Thousands of people are hospitalized each year for RSV, but the new vaccines and medications could help protect vulnerable community members from getting severely sick.

Respiratory syncytial virus RSV vaccine vial with syringe and stethoscope While RSV is often mild, the Centers for Disease Control and Prevention estimates that the virus causes between 60,000 and 160,000 hospitalizations each year. (Getty Images)

By Sara McCloskey

New vaccines and medications are expected to be available this fall to help fight a severe respiratory infection.

Over the summer, the federal health experts gave the go-ahead to several respiratory syncytial virus (RSV) vaccines recommended to adults 60 years old and older as well as pregnant people who pass immunity to the virus to their newborns. Another medication was developed specifically for babies and toddlers which provides temporary immunity for several months.

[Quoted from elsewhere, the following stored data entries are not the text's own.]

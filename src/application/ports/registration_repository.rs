use async_trait::async_trait;
use uuid::Uuid;

use crate::application::dto::pagination::PageRequest;
use crate::domain::audit::admin_audit::NewAdminAudit;
use crate::domain::payments::payment::Payment;
use crate::domain::registrations::registration::{
    Registration, RegistrationDetail, RegistrationStatus,
};

#[derive(Debug, Clone)]
pub struct NewCampingOptionSignup {
    pub camping_option_id: Uuid,
    pub field_values: serde_json::Value,
}

#[derive(Debug, Clone)]
pub struct NewRegistration {
    pub user_id: Uuid,
    pub year: i32,
    pub status: RegistrationStatus,
    pub job_ids: Vec<Uuid>,
    pub camping_options: Vec<NewCampingOptionSignup>,
}

#[derive(Debug, Clone, Default)]
pub struct RegistrationFilter {
    pub year: Option<i32>,
    pub status: Option<RegistrationStatus>,
    pub user_id: Option<Uuid>,
}

/// Everything one admin edit writes, applied atomically.
#[derive(Debug, Clone)]
pub struct AdminRegistrationEdit {
    pub registration_id: Uuid,
    pub status: Option<RegistrationStatus>,
    pub notes: Option<Option<String>>,
    pub add_job_ids: Vec<Uuid>,
    pub remove_job_ids: Vec<Uuid>,
    pub add_camping_option_ids: Vec<Uuid>,
    pub remove_camping_option_ids: Vec<Uuid>,
    pub audits: Vec<NewAdminAudit>,
}

/// Everything one admin cancellation writes, applied atomically.
#[derive(Debug, Clone)]
pub struct AdminRegistrationCancel {
    pub registration_id: Uuid,
    /// COMPLETED payments to mark REFUNDED.
    pub refund_payment_ids: Vec<Uuid>,
    /// REGISTRATION_CANCEL row. Each payment actually refunded gets a PAYMENT_REFUND row
    /// derived from it.
    pub audit: NewAdminAudit,
}

#[async_trait]
pub trait RegistrationRepository: Send + Sync {
    async fn find_for_user_year(
        &self,
        user_id: Uuid,
        year: i32,
    ) -> anyhow::Result<Option<Registration>>;
    /// Inserts the registration with its job and camping option links in one transaction.
    async fn create(&self, registration: &NewRegistration) -> anyhow::Result<RegistrationDetail>;
    async fn get(&self, id: Uuid) -> anyhow::Result<Option<RegistrationDetail>>;
    /// Newest year first.
    async fn list_for_user(&self, user_id: Uuid) -> anyhow::Result<Vec<RegistrationDetail>>;
    async fn list(
        &self,
        filter: &RegistrationFilter,
        page: PageRequest,
    ) -> anyhow::Result<(Vec<RegistrationDetail>, i64)>;
    async fn update(
        &self,
        id: Uuid,
        status: Option<RegistrationStatus>,
        notes: Option<Option<String>>,
    ) -> anyhow::Result<Option<Registration>>;
    async fn delete(&self, id: Uuid) -> anyhow::Result<bool>;
    async fn count_by_status(&self, year: i32) -> anyhow::Result<Vec<(RegistrationStatus, i64)>>;
    async fn apply_admin_edit(
        &self,
        edit: &AdminRegistrationEdit,
    ) -> anyhow::Result<RegistrationDetail>;
    /// Returns the cancelled registration and the payments that were refunded.
    async fn apply_admin_cancel(
        &self,
        cancel: &AdminRegistrationCancel,
    ) -> anyhow::Result<(Registration, Vec<Payment>)>;
}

While RSV is often mild, the Centers for Disease Control and Prevention estimates that RSV causes between 60,000 and 160,000 hospitalizations each year. Up to 10,000 older adults and a few hundred children younger than five also die because of the illness annually.

“RSV can cause severe pneumonia and death in vulnerable populations that include infants and older adults,” said Michelle Doll, M.D., system hospital epidemiologist for VCU Health System and medical co-director of the Virginia Infection Prevention Training Center. “Seasonally, RSV can strain pediatric hospital resources because so many kids become sick at once in the community."

VCU Health team members who care for patients with it highlight important considerations about this respiratory illness.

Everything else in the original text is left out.